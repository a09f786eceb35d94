// src/gui/components/papers_panel.rs
//
// Papers of the selected author, in profile order.

use eframe::egui::{self, Color32, RichText};
use egui_extras::{Column, TableBuilder};

use crate::{
    core::sanitize::title_key,
    gui::{actions, app::App},
};

pub fn draw(ui: &mut egui::Ui, app: &mut App) {
    let ctx = ui.ctx().clone();
    let Some(author) = app.selected_author().cloned() else {
        app.state.gui.selected_user = None;
        return;
    };

    ui.horizontal(|ui| {
        ui.heading(&author.name);
        ui.with_layout(egui::Layout::right_to_left(egui::Align::Center), |ui| {
            if ui.button("✕").clicked() {
                app.state.gui.selected_user = None;
            }
        });
    });
    ui.label(&author.affiliation);
    if !author.interests.is_empty() {
        ui.weak(author.interests.join(" · "));
    }
    ui.hyperlink_to("Open profile", &author.url);

    let m = &author.metrics;
    egui::Grid::new("metrics").striped(true).show(ui, |ui| {
        ui.label("");
        ui.strong("All");
        ui.strong("Recent");
        ui.end_row();
        for (name, all, recent) in [
            ("Citations", m.total_citations, m.recent_citations),
            ("h-index", m.h_index, m.recent_h_index),
            ("i10-index", m.i10_index, m.recent_i10_index),
        ] {
            ui.label(name);
            ui.label(all.to_string());
            ui.label(recent.to_string());
            ui.end_row();
        }
    });

    ui.separator();
    ui.horizontal(|ui| {
        ui.checkbox(&mut app.state.gui.papers_changed_only, "Changed only");
        if ui.button("Copy").clicked() {
            actions::copy_papers(app, &ctx);
        }
        if ui.button("Export").clicked() {
            actions::export_papers(app);
        }
    });

    let changed_only = app.state.gui.papers_changed_only;
    let rows: Vec<(&crate::data::Paper, Option<i64>)> = author
        .papers
        .iter()
        .map(|p| {
            let key = title_key(&p.title);
            let delta = author.paper_changes.iter().find(|c| title_key(&c.title) == key).map(|c| c.delta());
            (p, delta)
        })
        .filter(|(_, d)| !changed_only || d.is_some())
        .collect();

    ui.weak(format!("{} shown of {}", rows.len(), author.papers.len()));

    TableBuilder::new(ui)
        .striped(true)
        .resizable(true)
        .min_scrolled_height(0.0)
        .column(Column::remainder().at_least(160.0).clip(true))
        .column(Column::exact(40.0))
        .column(Column::exact(56.0))
        .column(Column::exact(44.0))
        .header(20.0, |mut header| {
            for title in ["Title", "Year", "Cited", "Δ"] {
                header.col(|ui| {
                    ui.strong(title);
                });
            }
        })
        .body(|body| {
            body.rows(20.0, rows.len(), |mut row| {
                let (p, delta) = rows[row.index()];
                row.col(|ui| {
                    match &p.link {
                        Some(link) => ui.hyperlink_to(&p.title, link),
                        None => ui.label(&p.title),
                    }
                    .on_hover_text(format!("{}\n{}", p.authors, p.venue));
                });
                row.col(|ui| {
                    ui.label(p.year.map(|y| y.to_string()).unwrap_or_default());
                });
                row.col(|ui| {
                    ui.label(p.citations.to_string());
                });
                row.col(|ui| {
                    if let Some(d) = delta {
                        let c = if d > 0 { Color32::from_rgb(0x2e, 0x9e, 0x4f) } else { Color32::from_rgb(0xc0, 0x39, 0x2b) };
                        ui.label(RichText::new(format!("{d:+}")).color(c));
                    }
                });
            });
        });
}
------------------------------------------------------------------------
Task to complete: Reproduce every line of the material above that has the string "RichText".

Result:
use eframe::egui::{self, Color32, RichText};
                        ui.label(RichText::new(format!("{d:+}")).color(c));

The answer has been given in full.